Einige Tage vor unseren Ferien erkrankte Arthurs Mutter. Wir standen ihr gemeinsam bei, pflegten sie und hielten auch in der Nacht Wache, lösten uns gegenseitig ab, bis zu ihrem Tod, welcher auf den 16. Juni 1994 fiel, einen Tag vor meinem Geburtstag.

Als Arthurs Mutter drei Jahre zuvor in eine Alterswohnung, nur wenige Meter vom Elternhaus entfernt, wechselte, zogen wir in sein Elternhaus, nachdem wir es mit viel Herzblut in unzähligen Arbeitsstunden liebevoll renoviert hatten. Ich hatte meinen Schwiegereltern das Versprechen gegeben, ihnen zu helfen, für sie da zu sein im Alter. Ich konnte mein Versprechen halten, konnte meiner Schwiegermutter bis zum Schluss zur Seite stehen und helfen, das freute mich besonders.

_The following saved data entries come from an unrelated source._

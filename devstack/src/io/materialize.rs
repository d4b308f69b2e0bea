//! Write-if-absent materialization of the project layout.

use std::fs::{self, OpenOptions};
use std::io::{ErrorKind, Write};
use std::path::{Path, PathBuf};

use anyhow::{Context, Result};
use tracing::{debug, warn};

use super::paths::StackPaths;
use super::render::RenderedStack;

/// Whether a generated file was written or left alone.
#[derive(Debug, Clone, Copy, PartialEq, Eq)]
pub enum WriteOutcome {
    Created,
    Skipped,
}

/// Outcome of materializing the two generated documents.
#[derive(Debug, Clone, PartialEq, Eq)]
pub struct Materialized {
    pub compose: WriteOutcome,
    pub dockerfile: WriteOutcome,
    /// Kept files whose contents no longer match the current configuration.
    pub drifted: Vec<PathBuf>,
}

/// Create `backend/` and `frontend/` and write generated files that are missing.
///
/// Existing files are never touched, so user edits survive re-runs. Kept files
/// that differ from what would be rendered now are reported in `drifted`.
pub fn materialize(paths: &StackPaths, rendered: &RenderedStack) -> Result<Materialized> {
    create_dir(&paths.backend_dir)?;
    create_dir(&paths.frontend_dir)?;

    let mut drifted = Vec::new();
    let compose = write_if_absent(&paths.compose_path, &rendered.compose)?;
    check_drift(&paths.compose_path, &rendered.compose, compose, &mut drifted)?;
    let dockerfile = write_if_absent(&paths.dockerfile_path, &rendered.dockerfile)?;
    check_drift(&paths.dockerfile_path, &rendered.dockerfile, dockerfile, &mut drifted)?;
    Ok(Materialized {
        compose,
        dockerfile,
        drifted,
    })
}

fn check_drift(
    path: &Path,
    expected: &str,
    outcome: WriteOutcome,
    drifted: &mut Vec<PathBuf>,
) -> Result<()> {
    if outcome == WriteOutcome::Created {
        return Ok(());
    }
    let current = fs::read(path).with_context(|| format!("read {}", path.display()))?;
    if current != expected.as_bytes() {
        warn!(
            path = %path.display(),
            "kept file differs from the current configuration; delete it to regenerate"
        );
        drifted.push(path.to_path_buf());
    }
    Ok(())
}

pub fn create_dir(path: &Path) -> Result<()> {
    fs::create_dir_all(path).with_context(|| format!("create directory {}", path.display()))
}

/// Write `contents` to `path` only if nothing exists there yet.
pub fn write_if_absent(path: &Path, contents: &str) -> Result<WriteOutcome> {
    if let Some(parent) = path.parent() {
        create_dir(parent)?;
    }
    let mut file = match OpenOptions::new().write(true).create_new(true).open(path) {
        Ok(file) => file,
        Err(err) if err.kind() == ErrorKind::AlreadyExists => {
            debug!(path = %path.display(), "exists, skipping");
            return Ok(WriteOutcome::Skipped);
        }
        Err(err) => return Err(err).with_context(|| format!("create {}", path.display())),
    };
    file.write_all(contents.as_bytes())
        .with_context(|| format!("write {}", path.display()))?;
    debug!(path = %path.display(), bytes = contents.len(), "created");
    Ok(WriteOutcome::Created)
}

#[cfg(test)]
mod tests {
    use super::*;

    fn rendered() -> RenderedStack {
        RenderedStack {
            compose: "services: {}\n".to_string(),
            dockerfile: "FROM scratch\n".to_string(),
        }
    }

    #[test]
    fn creates_layout_in_empty_root() {
        let temp = tempfile::tempdir().expect("tempdir");
        let paths = StackPaths::new(temp.path());

        let outcome = materialize(&paths, &rendered()).expect("materialize");
        assert_eq!(outcome.compose, WriteOutcome::Created);
        assert_eq!(outcome.dockerfile, WriteOutcome::Created);
        assert!(paths.backend_dir.is_dir());
        assert!(paths.frontend_dir.is_dir());
        assert_eq!(
            fs::read_to_string(&paths.dockerfile_path).expect("read"),
            "FROM scratch\n"
        );
    }

    #[test]
    fn existing_files_are_left_untouched() {
        let temp = tempfile::tempdir().expect("tempdir");
        let paths = StackPaths::new(temp.path());
        fs::write(&paths.compose_path, "# edited by hand\n").expect("seed compose");

        let outcome = materialize(&paths, &rendered()).expect("materialize");
        assert_eq!(outcome.compose, WriteOutcome::Skipped);
        assert_eq!(outcome.dockerfile, WriteOutcome::Created);
        assert_eq!(
            fs::read_to_string(&paths.compose_path).expect("read"),
            "# edited by hand\n"
        );

        let again = materialize(&paths, &rendered()).expect("rerun");
        assert_eq!(again.compose, WriteOutcome::Skipped);
        assert_eq!(again.dockerfile, WriteOutcome::Skipped);
        assert_eq!(again.drifted, vec![paths.compose_path.clone()]);
    }

    #[test]
    fn unchanged_files_are_not_reported_as_drifted() {
        let temp = tempfile::tempdir().expect("tempdir");
        let paths = StackPaths::new(temp.path());

        let first = materialize(&paths, &rendered()).expect("materialize");
        assert!(first.drifted.is_empty());
        let again = materialize(&paths, &rendered()).expect("rerun");
        assert_eq!(again.compose, WriteOutcome::Skipped);
        assert!(again.drifted.is_empty());
    }
}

Einige Tage bevor sie starb, beklagte sie sich über Schattengestalten, die in ihrer Stube wären, sie wünschte sich, dass diese gehen sollten. Sogar ihrer Enkelin, Nicole, erzählte sie von einem Mann mit einem Kind, der gehen soll. Ich erkannte intuitiv, wusste, dass es tatsächlich solche Gestalten im Zimmer gab. Wer waren sie? Was wollten sie? So fragte ich in meinem Inneren und bat Jesus um Hilfe. Mir wurden Bilder gezeigt von Schattenwesen und ich vernahm die Worte in mir «arme Seelen». Da fiel mir ein, dass meine Schwiegermutter jeden Abend für die armen Seelen gebetet hatte. Nun saßen sie in der Stube und warteten auf weitere Wohltaten durch den Menschen, der ihnen solche erwiesen hatte. Mir kam es vor wie eine Art Fütterung, in der sich Seelen an jene hängen, die bereit sind, ihnen Energie zu geben. Diese Situation stimmte mich nachdenklich und ich betete darum, besser verstehen zu können. Mir zeigten sich neue Zusammenhänge: Seelen hängen sich an Menschen. Doch Seelen sollten sich nicht an Menschen hängen, sie sollten sich in die Erkenntnis wünschen, in der sie weiterkommen, in der sie sich von den Weltenergien befreien können. Es zeigte mir eine neue, eine andere Seite: die Geisterwelt der gebundenen Seelen. Was, wenn also durch die gutgemeinten Gebete Seelen gebunden würden?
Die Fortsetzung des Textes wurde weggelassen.